:: WHAT YOU ARE ASKED TO DO ::
State how many lines of the records below contain the word "struct", giving the number and nothing else.

:: RECORDS SUPPLIED ::
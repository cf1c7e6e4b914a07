//! Ed25519 key material.
//!
//! Every Factom key family (Factoid, Entry Credit, identity) is an Ed25519
//! key pair underneath; the address codec decides how it is presented.

use ed25519_dalek::{Signature, Signer, SigningKey, Verifier, VerifyingKey};
use std::fmt;

use crate::error::CoreError;

/// The public half of a Factom key, as it appears in an RCD or a commit.
#[derive(Clone, Copy, PartialEq, Eq, Hash)]
pub struct Ed25519PublicKey([u8; 32]);

impl Ed25519PublicKey {
    pub const fn from_bytes(bytes: [u8; 32]) -> Self {
        Self(bytes)
    }

    pub const fn as_bytes(&self) -> &[u8; 32] {
        &self.0
    }

    /// Check `signature` over `message`.
    ///
    /// Fails with `InvalidPublicKey` when the bytes are not a curve point.
    pub fn verify(&self, message: &[u8], signature: &Ed25519Signature) -> Result<(), CoreError> {
        let key = VerifyingKey::from_bytes(&self.0).map_err(|_| CoreError::InvalidPublicKey)?;
        key.verify(message, &Signature::from_bytes(&signature.0))
            .map_err(|_| CoreError::InvalidSignature)
    }
}

impl fmt::Debug for Ed25519PublicKey {
    fn fmt(&self, f: &mut fmt::Formatter<'_>) -> fmt::Result {
        write!(f, "Ed25519PublicKey({})", hex::encode(&self.0[..8]))
    }
}

/// A detached signature, carried in the last 64 bytes of a commit.
#[derive(Clone, Copy, PartialEq, Eq)]
pub struct Ed25519Signature([u8; 64]);

impl Ed25519Signature {
    /// Parse from a slice that must be exactly 64 bytes long.
    pub fn from_slice(bytes: &[u8]) -> Result<Self, CoreError> {
        <[u8; 64]>::try_from(bytes)
            .map(Self)
            .map_err(|_| CoreError::DecodingError(format!("signature of {} bytes", bytes.len())))
    }

    pub const fn as_bytes(&self) -> &[u8; 64] {
        &self.0
    }
}

impl fmt::Debug for Ed25519Signature {
    fn fmt(&self, f: &mut fmt::Formatter<'_>) -> fmt::Result {
        write!(f, "Ed25519Signature({}..)", hex::encode(&self.0[..8]))
    }
}

/// A signing key.
///
/// The 32-byte seed is what Factom secret addresses (`Fs`, `Es`, `idsec`)
/// carry as their key material.
#[derive(Clone)]
pub struct Keypair(SigningKey);

impl Keypair {
    pub fn generate() -> Self {
        Self(SigningKey::generate(&mut rand::thread_rng()))
    }

    pub fn from_seed(seed: &[u8; 32]) -> Self {
        Self(SigningKey::from_bytes(seed))
    }

    pub fn public_key(&self) -> Ed25519PublicKey {
        Ed25519PublicKey(self.0.verifying_key().to_bytes())
    }

    pub fn sign(&self, message: &[u8]) -> Ed25519Signature {
        Ed25519Signature(self.0.sign(message).to_bytes())
    }

    /// Secret key material; what a secret address encodes.
    pub fn seed(&self) -> [u8; 32] {
        self.0.to_bytes()
    }
}

impl fmt::Debug for Keypair {
    fn fmt(&self, f: &mut fmt::Formatter<'_>) -> fmt::Result {
        // Never print the seed.
        f.debug_tuple("Keypair").field(&self.public_key()).finish()
    }
}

:: EXERCISE SOLUTION ::
3